Hi,
I'm investigating an issue, where I am unable to connect to a remote
VPN, where the request is passing through pfSense, which is a FreeBSB
based firewall/NAT appliance. In order to see what's going on, I ran a
sniffer on it's LAN and WAN interfaces.
For the packets, in question, I noticed that WireShark interpreted them
differently, on each interface, and so was wondering on what basis is
that interpretation made, as if WireShark has truly misinterpreted the
packets, then it's possible the remote VPN also has. Here's what I see:
On the LAN side, a UDP request of 2220 bytes was sent, which was spread
over two packets. The first, was identified by WireShark as an IP
packet, and contained 1280 bytes of data. The "More fragments" bit is
set. The second packet, was identified as UDP/ISAKMP, containing 940
bytes of data, with no fragmentation bits set. WireShark also shows the
completely reassembled data.
Now, within pfSense, the "scrub" option attempts to reassemble the packets.

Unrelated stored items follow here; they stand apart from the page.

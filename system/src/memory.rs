#[derive(Copy, Clone, Debug, PartialEq, Eq)]
pub struct MemoryRegion {
    pub start: usize,
    pub size: usize,
}

impl MemoryRegion {
    pub fn new(start: usize, size: usize) -> Self {
        MemoryRegion { start, size }
    }
}

/// Usage figures of a heap. Header bytes are counted as `used`, so
/// `used + free == total` always holds.
#[derive(Copy, Clone, Debug, Default, PartialEq, Eq)]
pub struct HeapStats {
    pub total: usize,
    pub used: usize,
    pub free: usize,
    pub blocks: usize,
    pub largest_free: usize,
}

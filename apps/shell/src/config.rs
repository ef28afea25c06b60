pub struct ShellConfig {
    pub prompt: &'static str,
    pub banner: &'static str,
    /// Echo typed characters back to the output. Off when the terminal
    /// already does it.
    pub echo_input: bool,
}

impl ShellConfig {
    pub const DEFAULT: ShellConfig = ShellConfig {
        prompt: "> ",
        banner: "First-fit heap shell\nType 'help' for commands, 'mem' for memory stats.",
        echo_input: true,
    };
}

impl Default for ShellConfig {
    fn default() -> Self {
        Self::DEFAULT
    }
}
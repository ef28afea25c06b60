use core::fmt;

#[derive(Debug, Clone, Copy, PartialEq, Eq)]
pub enum HeapError {
    /// The region cannot hold a header plus one alignment unit.
    RegionTooSmall,
    /// The region does not fit 32-bit block offsets.
    RegionTooLarge,
    Uninitialized,
    /// `init` already ran on this heap.
    AlreadyInitialized,
    /// The pointer's header would lie outside the region.
    OutOfBounds,
    InvalidPointer,
    DoubleFree,
    /// The block chain is inconsistent at this header offset.
    Corrupted { offset: usize },
}

impl fmt::Display for HeapError {
    fn fmt(&self, f: &mut fmt::Formatter<'_>) -> fmt::Result {
        match self {
            HeapError::RegionTooSmall => write!(f, "region too small for a heap"),
            HeapError::RegionTooLarge => write!(f, "region too large for a heap"),
            HeapError::Uninitialized => write!(f, "heap not initialized"),
            HeapError::AlreadyInitialized => write!(f, "heap already initialized"),
            HeapError::OutOfBounds => write!(f, "pointer outside of heap region"),
            HeapError::InvalidPointer => write!(f, "pointer does not refer to an allocated block"),
            HeapError::DoubleFree => write!(f, "block is already free"),
            HeapError::Corrupted { offset } => write!(f, "heap corrupted at offset 0x{:x}", offset),
        }
    }
}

Again, on the WAN side I also see two packets, as the total length is
greater than the MTU. However, on this interface it's the 1st one that
is identified as UDP/ISAKMP, with 1480 bytes of data, and the "More
fragments" bit set. The 2nd packet is only identified as IP, with 740
bytes of data, and no fragmentation bits set. WireShark does *not* show
any reassembled data.
I've looked through the headers, and cannot see anything different
between the headers on the LAN and the WAN packets that might cause this
difference in interpretation. So, what might cause this.
Cheers.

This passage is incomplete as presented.